There are some basic barbells there 10kg and weights for them up to about 40kg.
The dumbells only go to 32kg which is fine for now but if they become too easy to use for bench press and so on then I will run out of options.
Luckily I actually prefer dumbell bench pressing. I prefer dumbells in general.
Don't forget that you can use different techniques for maximizing strength/conditioning gains, even from weights that seem light. Ex: Flat bench press followed immediately by elevated push-ups. A benefit of having lighter weights is being forced to focus on form and muscle contraction during concentric and eccentric phases of each repetition.
I could probably subsitute kettlebells for dumbells too.
Definitely. You'll find that kettlebells are a different type of monster. The only time I suffer from DOMS (delayed onset muscle soreness)is after a powerlifting workout or kettlebells workouts. A 15lb. kettlebell can make you sore in ways a 15lb. dumbbell can't.
Any advice on suppliments too?
I used to use 90+ protein, creatine and some multi vits. Cant seem to get 90+ anymore. And all the creatine seems to have bad rep going for it.
ps. The only reason I mentioned the spotter is that at the other gym you have to have a spotter unfortunately.
Supplementation is your call based on an assessment of your diet.
Protein- A lot of personal trainers and fad dietitians say the more protein you eat the more fat you lose and muscle you gain. This is true to a point; a gram of protein does have a higher thermic effect than a carb or fat gram, and is absolutely necessary for new muscle development. However you can still get fat from over-eating protein and if you don't stimulate muscle growth your body won't build muscle. I'd say keep your protein intake to around 1 gram per pound of body weight. I'm hovering around 185 right now and consuming around 190 grams of protein per day.
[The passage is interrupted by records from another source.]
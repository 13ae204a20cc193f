use std::panic::Location;
use std::path::PathBuf;

use error_location::ErrorLocation;
use thiserror::Error;

/// Errors from reading or writing the identity snapshot.
#[derive(Error, Debug)]
pub enum CacheError {
    #[error("Failed to create directory at {path}: {source} {location}")]
    DirCreation {
        path: PathBuf,
        #[source]
        source: std::io::Error,
        location: ErrorLocation,
    },

    #[error("Failed to read identity snapshot at {path}: {source} {location}")]
    FileRead {
        path: PathBuf,
        #[source]
        source: std::io::Error,
        location: ErrorLocation,
    },

    #[error("Failed to write identity snapshot at {path}: {source} {location}")]
    FileWrite {
        path: PathBuf,
        #[source]
        source: std::io::Error,
        location: ErrorLocation,
    },

    #[error("Failed to remove identity snapshot at {path}: {source} {location}")]
    FileRemove {
        path: PathBuf,
        #[source]
        source: std::io::Error,
        location: ErrorLocation,
    },

    #[error("Failed to serialize identity: {source} {location}")]
    Serialization {
        #[source]
        source: serde_json::Error,
        location: ErrorLocation,
    },

    #[error("Atomic rename failed from {from} to {to}: {source} {location}")]
    AtomicRename {
        from: PathBuf,
        to: PathBuf,
        #[source]
        source: std::io::Error,
        location: ErrorLocation,
    },

    #[error("Failed to backup corrupted snapshot: {source} {location}")]
    BackupFailed {
        #[source]
        source: std::io::Error,
        location: ErrorLocation,
    },
}

impl CacheError {
    /// Whether this error is recoverable via retry.
    pub fn is_transient(&self) -> bool {
        matches!(
            self,
            Self::FileRead { .. }
                | Self::FileWrite { .. }
                | Self::FileRemove { .. }
                | Self::AtomicRename { .. }
        )
    }

    /// User-friendly recovery hint.
    pub fn recovery_hint(&self) -> &'static str {
        match self {
            Self::DirCreation { .. } | Self::FileWrite { .. } => {
                "Unable to write to the session directory. \
                   Check disk space and file permissions."
            }
            Self::FileRead { .. } => {
                "Unable to read the saved session. \
                   The file may be locked by another process."
            }
            Self::FileRemove { .. } => {
                "Unable to remove the saved session. \
                   You may be logged in again on next start."
            }
            Self::Serialization { .. } => {
                "Internal error preparing session data. \
                   Please report this issue."
            }
            Self::AtomicRename { .. } => {
                "Unable to save the session safely. \
                   Check disk space and try again."
            }
            Self::BackupFailed { .. } => {
                "Unable to backup the corrupted session file. \
                   Check file permissions in the session directory."
            }
        }
    }

    /// Creates DirCreation error at caller location.
    #[track_caller]
    pub fn dir_creation(path: PathBuf, source: std::io::Error) -> Self {
        Self::DirCreation {
            path,
            source,
            location: ErrorLocation::from(Location::caller()),
        }
    }

    /// Creates FileRead error at caller location.
    #[track_caller]
    pub fn file_read(path: PathBuf, source: std::io::Error) -> Self {
        Self::FileRead {
            path,
            source,
            location: ErrorLocation::from(Location::caller()),
        }
    }

    /// Creates FileWrite error at caller location.
    #[track_caller]
    pub fn file_write(path: PathBuf, source: std::io::Error) -> Self {
        Self::FileWrite {
            path,
            source,
            location: ErrorLocation::from(Location::caller()),
        }
    }

    /// Creates FileRemove error at caller location.
    #[track_caller]
    pub fn file_remove(path: PathBuf, source: std::io::Error) -> Self {
        Self::FileRemove {
            path,
            source,
            location: ErrorLocation::from(Location::caller()),
        }
    }

    /// Creates AtomicRename error at caller location.
    #[track_caller]
    pub fn atomic_rename(from: PathBuf, to: PathBuf, source: std::io::Error) -> Self {
        Self::AtomicRename {
            from,
            to,
            source,
            location: ErrorLocation::from(Location::caller()),
        }
    }

    /// Creates BackupFailed error at caller location.
    #[track_caller]
    pub fn backup_failed(source: std::io::Error) -> Self {
        Self::BackupFailed {
            source,
            location: ErrorLocation::from(Location::caller()),
        }
    }
}

impl From<serde_json::Error> for CacheError {
    #[track_caller]
    fn from(source: serde_json::Error) -> Self {
        Self::Serialization {
            source,
            location: ErrorLocation::from(Location::caller()),
        }
    }
}

pub type Result<T> = std::result::Result<T, CacheError>;
use crate::cache::{CacheResult, CachedIdentity, IdentityCache, LoadResult};

use portal_core::Identity;

/// In-process cache holding the serialized snapshot.
///
/// Goes through the same JSON encoding as the file cache, so a value moved
/// from one manager to the next behaves like a restart on the same device.
#[derive(Debug, Clone, Default)]
pub struct MemoryIdentityCache {
    slot: Option<String>,
}

impl MemoryIdentityCache {
    pub fn new() -> Self {
        Self::default()
    }

    /// Starts with raw slot contents, well-formed or not.
    pub fn with_raw(contents: impl Into<String>) -> Self {
        Self {
            slot: Some(contents.into()),
        }
    }

    pub fn raw(&self) -> Option<&str> {
        self.slot.as_deref()
    }
}

impl IdentityCache for MemoryIdentityCache {
    fn load(&self) -> CacheResult<LoadResult> {
        let Some(contents) = self.slot.as_deref() else {
            return Ok(LoadResult::empty());
        };

        Ok(match CachedIdentity::parse(contents) {
            Ok(cached) => LoadResult::found(cached.identity),
            Err(e) => LoadResult::corrupted(e),
        })
    }

    fn save(&mut self, identity: &Identity) -> CacheResult<()> {
        let json = serde_json::to_string(&CachedIdentity::new(identity.clone()))?;
        self.slot = Some(json);
        Ok(())
    }

    fn clear(&mut self) -> CacheResult<()> {
        self.slot = None;
        Ok(())
    }
}
use std::panic::Location;
use std::path::PathBuf;
use std::result::Result as StdResult;

use error_location::ErrorLocation;
use thiserror::Error as ThisError;

#[derive(ThisError, Debug)]
pub enum ConfigError {
    #[error("{category} error: {message} {location}")]
    Generic {
        category: &'static str,
        message: String,
        location: ErrorLocation,
    },

    #[error("IO error reading {path}: {source}")]
    Io {
        path: PathBuf,
        #[source]
        source: std::io::Error,
    },

    #[error("TOML parse error in {path}: {source}")]
    Toml {
        path: PathBuf,
        #[source]
        source: toml::de::Error,
    },
}

impl ConfigError {
    /// Create a config error
    #[track_caller]
    pub fn config<S: Into<String>>(message: S) -> Self {
        ConfigError::Generic {
            category: "Config",
            message: message.into(),
            location: ErrorLocation::from(Location::caller()),
        }
    }

    /// Create a session error
    #[track_caller]
    pub fn session<S: Into<String>>(message: S) -> Self {
        ConfigError::Generic {
            category: "Session",
            message: message.into(),
            location: ErrorLocation::from(Location::caller()),
        }
    }

    /// Create a validation error
    #[track_caller]
    pub fn validation<S: Into<String>>(message: S) -> Self {
        ConfigError::Generic {
            category: "Validation",
            message: message.into(),
            location: ErrorLocation::from(Location::caller()),
        }
    }
}

pub type ConfigErrorResult<T> = StdResult<T, ConfigError>;
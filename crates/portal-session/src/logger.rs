use crate::{Result as SessionResult, SessionError};

use portal_config::Config;

use std::time::SystemTime;

use fern::Dispatch;
use fern::colors::{Color, ColoredLevelConfig};
use log::info;

/// Initialize the global logger with fern
///
/// Level and coloring come from `config.logging`. When `logging.file` is set
/// output goes to that file (relative paths resolve against the config
/// directory), otherwise to stdout.
///
/// Fails if a global logger is already installed.
pub fn initialize(config: &Config) -> SessionResult<()> {
    let logging = &config.logging;
    let log_file = config.log_file_path()?;
    let level_filter = logging.level.0;

    let base_dispatch = Dispatch::new().level(level_filter);

    let dispatch = if let Some(ref log_path) = log_file {
        // File output (no colors, plain format)
        let file = std::fs::OpenOptions::new()
            .create(true)
            .append(true)
            .open(log_path)
            .map_err(|e| {
                SessionError::logger(format!(
                    "Failed to open log file {}: {}",
                    log_path.display(),
                    e
                ))
            })?;

        Dispatch::new()
            .format(|out, message, record| {
                out.finish(format_args!(
                    "[{date} - {level}] {message} [{file}:{line}]",
                    date = humantime::format_rfc3339(SystemTime::now()),
                    level = record.level(),
                    message = message,
                    file = record.file().unwrap_or("unknown"),
                    line = record.line().unwrap_or(0),
                ))
            })
            .chain(file)
    } else if logging.colored {
        let colors = ColoredLevelConfig::new()
            .trace(Color::Magenta)
            .debug(Color::Blue)
            .info(Color::Green)
            .warn(Color::Yellow)
            .error(Color::Red);

        Dispatch::new()
            .format(move |out, message, record| {
                out.finish(format_args!(
                    "[{date} - {level}] {message} [{file}:{line}]",
                    date = humantime::format_rfc3339(SystemTime::now()),
                    level = colors.color(record.level()),
                    message = message,
                    file = record.file().unwrap_or("unknown"),
                    line = record.line().unwrap_or(0),
                ))
            })
            .chain(std::io::stdout())
    } else {
        Dispatch::new()
            .format(|out, message, record| {
                out.finish(format_args!(
                    "[{date} - {level}] {message}",
                    date = humantime::format_rfc3339(SystemTime::now()),
                    level = record.level(),
                    message = message,
                ))
            })
            .chain(std::io::stdout())
    };

    base_dispatch
        .chain(dispatch)
        .apply()
        .map_err(|e| SessionError::logger(format!("Failed to initialize logger: {e}")))?;

    match log_file {
        Some(ref path) => info!(
            "Logger initialized: level={:?}, file={}",
            level_filter,
            path.display()
        ),
        None => info!("Logger initialized: level={:?}, stdout", level_filter),
    }

    Ok(())
}
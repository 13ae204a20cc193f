//! Durable per-device slot holding the current identity snapshot.

pub(crate) mod cached_identity;
pub(crate) mod error;
pub(crate) mod file_cache;
pub(crate) mod load_result;
pub(crate) mod memory_cache;

pub use cached_identity::{CURRENT_SCHEMA_VERSION, CachedIdentity};
pub use error::{CacheError, Result as CacheResult};
pub use file_cache::FileIdentityCache;
pub use load_result::LoadResult;
pub use memory_cache::MemoryIdentityCache;

use portal_core::Identity;

/// Storage for the single identity snapshot used to rehydrate a session.
pub trait IdentityCache {
    /// Reads the snapshot.
    ///
    /// A missing or malformed snapshot is not an error; see [`LoadResult`].
    fn load(&self) -> CacheResult<LoadResult>;

    /// Replaces the snapshot with `identity`.
    fn save(&mut self, identity: &Identity) -> CacheResult<()>;

    /// Removes the snapshot. Clearing an empty cache succeeds.
    fn clear(&mut self) -> CacheResult<()>;

    /// Gets a malformed snapshot out of the way so the next load starts clean.
    fn discard_corrupted(&mut self) -> CacheResult<()> {
        self.clear()
    }
}
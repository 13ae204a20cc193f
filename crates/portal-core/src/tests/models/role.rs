use crate::{CoreError, Role};

use std::str::FromStr;

#[test]
fn test_role_as_str() {
    assert_eq!(Role::Contributor.as_str(), "contributor");
    assert_eq!(Role::Explorer.as_str(), "explorer");
}

#[test]
fn test_role_from_str() {
    assert_eq!(Role::from_str("contributor").unwrap(), Role::Contributor);
    assert_eq!(Role::from_str("explorer").unwrap(), Role::Explorer);
    assert!(Role::from_str("admin").is_err());
}

#[test]
fn test_role_from_legacy_names() {
    assert_eq!(Role::from_str("scientist").unwrap(), Role::Contributor);
    assert_eq!(Role::from_str("user").unwrap(), Role::Explorer);
}

#[test]
fn test_role_from_str_is_case_sensitive() {
    match Role::from_str("Contributor") {
        Err(CoreError::InvalidRole { value, .. }) => assert_eq!(value, "Contributor"),
        other => panic!("Expected InvalidRole, got {other:?}"),
    }
}

#[test]
fn test_role_serde_uses_snake_case_and_accepts_aliases() {
    assert_eq!(
        serde_json::to_string(&Role::Contributor).unwrap(),
        "\"contributor\""
    );
    let role: Role = serde_json::from_str("\"scientist\"").unwrap();
    assert_eq!(role, Role::Contributor);
    let role: Role = serde_json::from_str("\"user\"").unwrap();
    assert_eq!(role, Role::Explorer);
}

#[test]
fn test_role_default() {
    assert_eq!(Role::default(), Role::Explorer);
}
Vitamins- If you're eating a healthy mix of vegetables and fruit a multi-vitamin is unnecessary. You won't hurt yourself with moderate vitamin supplementation, but you won't see a huge benefit from it either if you have a balanced diet. A basic Walmart brand multi-vitamin will work if you're dead set on adding a vitamin.
Creatine- Your call on creatine. You'll notice a moderate increase in mass largely due to an increase in water retention and muscle glycogen, and a slight increase in strength. When I'm bulking I'll try to load creatine at about 20g per day, broken into 4 doses of around 5g. Basically I'll dump a heaping tablespoon of creatine monohydrate into my mouth, take a few gulps of grape juice and swish it around, then follow with at least 24oz of water. Just as a side note basic creatine monohydrate, the cheap stuff at Vitamin Shoppe or Walmart, is just as effective or more effective than the expensive crap like Celltech or Con-Cret. My opinion speaking from trial and error.
All of the stuff I've told you is based on my own experience, so take it with a grain of salt.